Accessing variables constructed within another function

I need to create many variables within a function and input these data into numerous functions which conduct operations on the data. How can I do this without declaring the variables as globals? As I understand it variables defined within a function are not accessible outside that function unless they are defined as globals. I have 50+ variables which vary in dimensions (i.e., I have scalars, vectors, and matrices).

Here’s a toy example of this issue. I do not know how to access the three variables defined within prepare_data() in the functions that follow it.

function prepare_data()
# below are two examples of variables constructed. The actual function creates 50 or so variables which vary in dimension
    data = readdlm("data.csv", ',', skipstart=1, Float64)
    var1 = data[:, 1]
    var1_index = findall(var1.==1)
    var1_dummy = (var1.==var1')
end

function dosomething1()
    # construct t as a function of the data in prepare_data() and return
    t = var1[var1_index]
    return t
end

function dosomething2()
    # use data from prepare_data() again
    t = dosomething1() - var1[var1_index]
    return t
end

I guess a workaround would be to store (without the function declaration) the code that creates the variables in a different file (say prepare_data.jl) and include it later in the main file.

So save the following in prepare_data.jl

const data = readdlm("data.csv", ',', skipstart=1, Float64)
const var1 = data[:, 1]
const var1_index = findall(var1.==1)
const var1_dummy = (var1.==var1')

call it in the master file as include("prepare_data.jl"). I can then go about my calculations since the variables defined in prepare_data.jl are accessible in the rest of the document.

That is literally declaring them as globals.
include (like eval) always acts at global scope

1 Like

including them allows me to declare them as consts so that seems an improvement.

probably just stick them all in a named tuple.
and return that from the function.
which can be done by writing (; a, b, c)
and then accessed as x.a etc after you assign that return to x.

But also consider restructuring your code to not need to do this.

Its rare that real functions needs to deal with more than a handful of variables.
Once appropriately scoped into nice distinct functions with clear purpose.

4 Likes

I don’t understand your example, but this sounds exactly like what dictionaries are for, and definitely not something globals are good for.

How about returning a dictionary from the first function?

xvars=Dict()
xvars["data"]= readdlm("data.csv", ',', skipstart=1, Float64)
xvars["var1"]= data[:, 1]
xvars["var1_index"] = findall(var1.==1)
xvars["var1_dummy"] = (var1.==var1')

return(xvars)

Yes I can take a look at dictionaries. Would using dictionaries improve performance compared to declaring every variable as a const?

would sticking them in tuples improve performance compared to const?

I am not sure how these two compare to const globals, but surely the NamedTuple will have better performance than Dicts unless you need to frequently change the values in the NamedTuple fields.

5 Likes

The variables do not change. They are data that i need to constantly reference for each iteration of a maximum likelihood estimation.

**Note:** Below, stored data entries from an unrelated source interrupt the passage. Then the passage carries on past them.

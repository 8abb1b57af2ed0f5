use std::process::Command;

fn main() {
    set_build_info();

    println!("cargo:rerun-if-changed=build.rs");
    println!("cargo:rerun-if-changed=Cargo.toml");
}

fn set_build_info() {
    // Get build timestamp
    let build_time = chrono::Utc::now().format("%Y-%m-%d %H:%M:%S UTC");
    println!("cargo:rustc-env=BUILD_TIME={}", build_time);

    // Get git commit hash if available
    if let Ok(output) = Command::new("git").args(["rev-parse", "--short", "HEAD"]).output() {
        if output.status.success() {
            let commit = String::from_utf8_lossy(&output.stdout).trim().to_string();
            println!("cargo:rustc-env=GIT_COMMIT={}", commit);
        }
    }
}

I sincerely would go with the NamedTuple solution then.

3 Likes

Not performance no.
But code readability yes

If these variables are going to be consistent over time, then you may even consider creating an immutable struct type rather than a NamedTuple. You can just pass this struct around.

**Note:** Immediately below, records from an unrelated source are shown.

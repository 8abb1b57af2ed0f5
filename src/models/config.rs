//! Suite configuration data model

use serde::{Deserialize, Deserializer, Serialize};
use std::fmt;
use std::time::Duration;

/// Top-level configuration document
#[derive(Debug, Clone, Default, PartialEq, Serialize, Deserialize)]
pub struct SuiteConfig {
    /// Target servers as "address:port"
    #[serde(default)]
    pub hosts: Vec<String>,

    /// Tests to run against every host, in order
    #[serde(default)]
    pub tests: Vec<TestDefinition>,
}

/// Which exchange a test performs
///
/// Anything other than `download` or `upload` is kept verbatim so that
/// validation can report it.
#[derive(Debug, Clone, PartialEq, Eq, Serialize, Deserialize)]
#[serde(from = "String", into = "String")]
pub enum Operation {
    Download,
    Upload,
    Other(String),
}

impl Operation {
    pub fn as_str(&self) -> &str {
        match self {
            Self::Download => "download",
            Self::Upload => "upload",
            Self::Other(name) => name,
        }
    }

    pub fn is_known(&self) -> bool {
        !matches!(self, Self::Other(_))
    }
}

impl Default for Operation {
    fn default() -> Self {
        Self::Other(String::new())
    }
}

impl From<String> for Operation {
    fn from(name: String) -> Self {
        match name.as_str() {
            "download" => Self::Download,
            "upload" => Self::Upload,
            _ => Self::Other(name),
        }
    }
}

impl From<&str> for Operation {
    fn from(name: &str) -> Self {
        Self::from(name.to_string())
    }
}

impl From<Operation> for String {
    fn from(operation: Operation) -> Self {
        match operation {
            Operation::Other(name) => name,
            known => known.as_str().to_string(),
        }
    }
}

impl fmt::Display for Operation {
    fn fmt(&self, f: &mut fmt::Formatter<'_>) -> fmt::Result {
        f.write_str(self.as_str())
    }
}

/// A test as written in the configuration file, before validation
#[derive(Debug, Clone, Default, PartialEq, Serialize, Deserialize)]
pub struct TestDefinition {
    /// Free-form label used only for reporting
    #[serde(default)]
    pub name: String,

    #[serde(default)]
    pub operation: Operation,

    /// Attempts per host; zero or negative means one
    #[serde(default)]
    pub repeat: i64,

    /// Size specification such as "512KB"; bare YAML integers count bytes
    #[serde(default, deserialize_with = "string_or_number")]
    pub size: String,

    /// Per-exchange deadline such as "500ms", "10s" or "2m"
    #[serde(
        default,
        deserialize_with = "optional_string_or_number",
        skip_serializing_if = "Option::is_none"
    )]
    pub timeout: Option<String>,
}

impl TestDefinition {
    pub fn new<N, O, S>(name: N, operation: O, repeat: i64, size: S) -> Self
    where
        N: Into<String>,
        O: Into<Operation>,
        S: Into<String>,
    {
        Self {
            name: name.into(),
            operation: operation.into(),
            repeat,
            size: size.into(),
            timeout: None,
        }
    }

    pub fn with_timeout<T: Into<String>>(mut self, timeout: T) -> Self {
        self.timeout = Some(timeout.into());
        self
    }
}

/// A test that passed validation, with every default applied
#[derive(Debug, Clone, PartialEq, Serialize)]
pub struct ValidatedTest {
    pub name: String,
    pub operation: Operation,
    pub repeat: u32,
    /// Size as originally written, for reporting
    pub size_spec: String,
    /// Payload size in bytes
    pub size: u32,
    pub timeout: Duration,
}

#[derive(Deserialize)]
#[serde(untagged)]
enum StringOrNumber {
    Text(String),
    Number(u64),
}

impl From<StringOrNumber> for String {
    fn from(value: StringOrNumber) -> Self {
        match value {
            StringOrNumber::Text(text) => text,
            StringOrNumber::Number(number) => number.to_string(),
        }
    }
}

fn string_or_number<'de, D>(deserializer: D) -> Result<String, D::Error>
where
    D: Deserializer<'de>,
{
    StringOrNumber::deserialize(deserializer).map(String::from)
}

fn optional_string_or_number<'de, D>(deserializer: D) -> Result<Option<String>, D::Error>
where
    D: Deserializer<'de>,
{
    Option::<StringOrNumber>::deserialize(deserializer).map(|value| value.map(String::from))
}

Rather than having one big struct, you could create smaller structs, and then build the larger struct out of those structs. Then you might not need to pass the entire struct. You could just pass the substruct around.

1 Like

Thanks for all the replies. I ran into a memory issue and I am not sure if it is due to the use of const. The OS automatically kills the session about 4 hours in citing memory issues. Would the use of NamedTuple, struct, or dictionaries reduce the memory used?

not directly. But it would mean it was possible for it to go out of scope and thus be garbage collected.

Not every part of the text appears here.